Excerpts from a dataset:
──────────

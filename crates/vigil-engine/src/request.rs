//! Execution request and response records

use crate::aggregator::ExecutionSummary;
use serde::{Deserialize, Serialize};

/// Message of a run in which every scenario passed
pub const MESSAGE_SUCCESS: &str = "All tests passed successfully";

/// Message of a run that completed with failed scenarios
pub const MESSAGE_PARTIAL_FAILURE: &str = "Test execution completed with failures";

/// A request to run part of the catalog
///
/// Every field is optional; an empty JSON object selects everything in the
/// default environment with the default worker count.
#[derive(Debug, Clone, Default, PartialEq, Eq, Serialize, Deserialize)]
#[serde(rename_all = "camelCase", default)]
pub struct ExecutionRequest {
    /// Target environment; unknown names fall back to the default
    #[serde(skip_serializing_if = "Option::is_none")]
    pub environment: Option<String>,
    /// Tag labels, combined with logical OR
    #[serde(skip_serializing_if = "Option::is_none")]
    pub tags: Option<Vec<String>>,
    /// Single scenario path; takes precedence over `tags`
    #[serde(skip_serializing_if = "Option::is_none")]
    pub feature: Option<String>,
    /// Worker count, clamped into the configured range
    #[serde(skip_serializing_if = "Option::is_none")]
    pub threads: Option<i64>,
    /// Outer deadline for the whole run
    #[serde(skip_serializing_if = "Option::is_none")]
    pub timeout_ms: Option<u64>,
}

impl ExecutionRequest {
    /// Request selecting scenarios by tag
    pub fn with_tags<I, S>(tags: I) -> Self
    where
        I: IntoIterator<Item = S>,
        S: Into<String>,
    {
        Self {
            tags: Some(tags.into_iter().map(Into::into).collect()),
            ..Self::default()
        }
    }

    /// Request selecting a single scenario
    pub fn with_feature(feature: impl Into<String>) -> Self {
        Self {
            feature: Some(feature.into()),
            ..Self::default()
        }
    }

    /// Set the worker count
    pub fn threads(mut self, threads: i64) -> Self {
        self.threads = Some(threads);
        self
    }

    /// Set the target environment
    pub fn environment(mut self, environment: impl Into<String>) -> Self {
        self.environment = Some(environment.into());
        self
    }

    /// Set the outer deadline
    pub fn timeout_ms(mut self, timeout_ms: u64) -> Self {
        self.timeout_ms = Some(timeout_ms);
        self
    }
}

/// Terminal classification of a request
#[derive(Debug, Clone, Copy, PartialEq, Eq, Hash, Serialize, Deserialize)]
pub enum ExecutionStatus {
    /// Completed with no failed scenarios (including an empty selection)
    FullSuccess,
    /// Completed with at least one failed scenario
    PartialFailure,
    /// Never ran meaningfully
    ExecutionFault,
}

impl ExecutionStatus {
    /// Classify a completed run
    pub fn classify(summary: &ExecutionSummary) -> Self {
        if summary.failed_scenarios == 0 {
            Self::FullSuccess
        } else {
            Self::PartialFailure
        }
    }

    /// HTTP status code reported for this classification
    pub fn http_status(self) -> u16 {
        match self {
            Self::FullSuccess => 200,
            Self::PartialFailure => 206,
            Self::ExecutionFault => 500,
        }
    }

    /// Process exit code reported by the command line runner
    pub fn exit_code(self) -> i32 {
        match self {
            Self::FullSuccess => 0,
            Self::PartialFailure => 1,
            Self::ExecutionFault => 2,
        }
    }

    /// Whether the response is a success
    pub fn is_success(self) -> bool {
        matches!(self, Self::FullSuccess)
    }
}

/// Response body of an execution request
#[derive(Debug, Clone, PartialEq, Eq, Serialize, Deserialize)]
#[serde(rename_all = "camelCase")]
pub struct ExecutionResponse {
    /// True only for a full success
    pub success: bool,
    /// Summary of the classification
    pub message: String,
    /// Scenarios selected
    pub total_scenarios: usize,
    /// Scenarios that passed
    pub passed_scenarios: usize,
    /// Scenarios that failed
    pub failed_scenarios: usize,
    /// Wall-clock span of the run
    pub duration_ms: u64,
    /// Where the run's report is written
    pub report_path: String,
    /// Completion instant, epoch milliseconds
    pub timestamp: u64,
    /// Failure details; present only when something failed
    #[serde(skip_serializing_if = "Option::is_none", default)]
    pub errors: Option<Vec<String>>,
}

impl ExecutionResponse {
    /// Response for a completed run
    pub fn completed(summary: ExecutionSummary, status: ExecutionStatus) -> Self {
        let message = if status.is_success() {
            MESSAGE_SUCCESS
        } else {
            MESSAGE_PARTIAL_FAILURE
        };
        Self {
            success: status.is_success(),
            message: message.to_string(),
            total_scenarios: summary.total_scenarios,
            passed_scenarios: summary.passed_scenarios,
            failed_scenarios: summary.failed_scenarios,
            duration_ms: summary.duration_ms,
            report_path: summary.report_path,
            timestamp: summary.timestamp,
            errors: (!summary.errors.is_empty()).then_some(summary.errors),
        }
    }

    /// Response for a run that faulted before producing outcomes
    pub fn fault(error: &str, duration_ms: u64, timestamp: u64) -> Self {
        Self {
            success: false,
            message: format!("Test execution failed: {error}"),
            total_scenarios: 0,
            passed_scenarios: 0,
            failed_scenarios: 0,
            duration_ms,
            report_path: String::new(),
            timestamp,
            errors: Some(vec![error.to_string()]),
        }
    }
}
//! Object store effect trait
//!
//! Bucket + key addressed blobs with string content, the shape scenarios use
//! to stage and verify files.

use async_trait::async_trait;
use std::collections::BTreeMap;

/// User-supplied string metadata attached to an object
pub type UserMetadata = BTreeMap<String, String>;

/// Head view of a stored object
#[derive(Debug, Clone, Default, PartialEq, Eq)]
pub struct ObjectMetadata {
    /// Content size in bytes
    pub content_length: u64,
    /// Metadata supplied when the object was written
    pub user_metadata: UserMetadata,
}

/// Object store operation errors
#[derive(Debug, Clone, PartialEq, Eq, thiserror::Error)]
pub enum ObjectStoreError {
    /// The bucket/key pair does not exist
    #[error("Object not found: {bucket}/{key}")]
    NotFound {
        /// Bucket name
        bucket: String,
        /// Object key
        key: String,
    },
    /// The key is empty or otherwise unusable
    #[error("Invalid object key: {reason}")]
    InvalidKey {
        /// Why the key was rejected
        reason: String,
    },
    /// Backend read/write failure
    #[error("Object store backend failure: {0}")]
    Backend(String),
}

/// Object store capability
#[async_trait]
pub trait ObjectStoreEffects: Send + Sync {
    /// Read an object's content
    async fn read_object(&self, bucket: &str, key: &str) -> Result<String, ObjectStoreError>;

    /// Create or overwrite an object without user metadata
    async fn write_object(
        &self,
        bucket: &str,
        key: &str,
        content: &str,
    ) -> Result<(), ObjectStoreError> {
        self.write_object_with_metadata(bucket, key, content, &UserMetadata::new())
            .await
    }

    /// Create or overwrite an object, replacing any previous metadata
    async fn write_object_with_metadata(
        &self,
        bucket: &str,
        key: &str,
        content: &str,
        metadata: &UserMetadata,
    ) -> Result<(), ObjectStoreError>;

    /// Size and user metadata of an existing object
    async fn object_metadata(
        &self,
        bucket: &str,
        key: &str,
    ) -> Result<ObjectMetadata, ObjectStoreError>;

    /// List keys in a bucket, optionally restricted to a prefix, in key order
    async fn list_objects(
        &self,
        bucket: &str,
        prefix: Option<&str>,
    ) -> Result<Vec<String>, ObjectStoreError>;

    /// Delete an object; deleting a missing object is not an error
    async fn delete_object(&self, bucket: &str, key: &str) -> Result<(), ObjectStoreError>;

    /// Delete several objects in one call; missing keys are skipped
    async fn delete_objects(&self, bucket: &str, keys: &[String]) -> Result<(), ObjectStoreError> {
        for key in keys {
            self.delete_object(bucket, key).await?;
        }
        Ok(())
    }

    /// Whether an object exists
    async fn object_exists(&self, bucket: &str, key: &str) -> Result<bool, ObjectStoreError>;

    /// Copy an object and its metadata between buckets
    async fn copy_object(
        &self,
        source_bucket: &str,
        source_key: &str,
        dest_bucket: &str,
        dest_key: &str,
    ) -> Result<(), ObjectStoreError> {
        let content = self.read_object(source_bucket, source_key).await?;
        let metadata = self.object_metadata(source_bucket, source_key).await?;
        self.write_object_with_metadata(dest_bucket, dest_key, &content, &metadata.user_metadata)
            .await
    }
}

──────────

__WORK ORDER__.
Where a line in the entries holds "UserMetadata", copy that line.

__THE ANSWER__.
pub type UserMetadata = BTreeMap<String, String>;
    pub user_metadata: UserMetadata,
        self.write_object_with_metadata(bucket, key, content, &UserMetadata::new())
        metadata: &UserMetadata,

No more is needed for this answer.